• _What the exercise asks_
In the entries below, find the string "Backend" and return each line holding it.

--- Input records ---

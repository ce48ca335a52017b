//! Donor Finder Backend
//!
//! Serves a donor directory derived from a public user list, with blood group
//! and city filtering and an in-memory help request tracker.

mod api;
mod auth;
mod config;
mod donors;
mod errors;
mod models;
mod session;
mod upstream;

use std::sync::Arc;

use axum::{
    middleware,
    routing::{get, post, put},
    Router,
};
use reqwest::Client;
use tower_http::cors::{Any, CorsLayer};
use tower_http::trace::TraceLayer;
use tracing_subscriber::{layer::SubscriberExt, util::SubscriberInitExt, EnvFilter};

use config::Config;
use session::Session;

/// Application state shared across all handlers.
#[derive(Clone)]
pub struct AppState {
    pub session: Arc<Session>,
    pub config: Arc<Config>,
}

#[tokio::main]
async fn main() -> Result<(), Box<dyn std::error::Error>> {
    // Load configuration
    let config = Config::from_env()?;

    // Initialize logging
    let env_filter =
        EnvFilter::try_from_default_env().unwrap_or_else(|_| EnvFilter::new(&config.log_level));

    tracing_subscriber::registry()
        .with(env_filter)
        .with(tracing_subscriber::fmt::layer())
        .init();

    tracing::info!("Starting Donor Finder Backend");
    tracing::info!("User directory: {}", config.users_url);
    tracing::info!("Bind address: {}", config.bind_addr);

    if config.api_psk.is_none() {
        tracing::warn!("No API PSK configured (DONORS_API_PSK). Authentication is disabled!");
    }

    let client = upstream::build_client(config.fetch_timeout)?;

    // Create application state
    let state = AppState {
        session: Arc::new(Session::new()),
        config: Arc::new(config.clone()),
    };

    // The server answers "loading" until the directory fetch resolves.
    spawn_initial_load(state.session.clone(), client, config.users_url.clone());

    // Build router
    let app = create_router(state);

    // Start server
    let listener = tokio::net::TcpListener::bind(&config.bind_addr).await?;
    tracing::info!("Server listening on {}", config.bind_addr);

    axum::serve(listener, app).await?;

    Ok(())
}

/// Fetch the user directory once in the background and install it in the session.
pub fn spawn_initial_load(
    session: Arc<Session>,
    client: Client,
    users_url: String,
) -> tokio::task::JoinHandle<()> {
    tokio::spawn(async move {
        let users = upstream::load_users(&client, &users_url).await;
        session.complete_load(&users).await;
    })
}

/// Create the application router with all routes.
pub fn create_router(state: AppState) -> Router {
    // CORS configuration
    let cors = CorsLayer::new()
        .allow_origin(Any)
        .allow_methods(Any)
        .allow_headers(Any);

    let psk = state.config.api_psk.clone();

    // API routes
    let api_routes = Router::new()
        // Session
        .route("/session", get(api::get_session))
        .route("/blood-groups", get(api::list_blood_groups))
        // Donors
        .route("/donors", get(api::list_donors))
        .route("/donors/{id}", get(api::get_donor))
        .route("/donors/{id}/request", post(api::request_donor_help))
        // Requests
        .route("/requests", get(api::list_requests))
        // View
        .route("/view", get(api::get_view))
        .route("/view/group", put(api::select_group))
        .route("/view/city", put(api::search_city))
        .layer(middleware::from_fn(move |req, next| {
            auth::require_api_key(psk.clone(), req, next)
        }));

    // Health check (no auth required)
    let health_routes = Router::new().route("/health", get(health_check));

    Router::new()
        .nest("/api", api_routes)
        .merge(health_routes)
        .layer(cors)
        .layer(TraceLayer::new_for_http())
        .with_state(state)
}

/// Health check endpoint.
async fn health_check() -> &'static str {
    "OK"
}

---

• _Final answer_
//! Donor Finder Backend
    tracing::info!("Starting Donor Finder Backend");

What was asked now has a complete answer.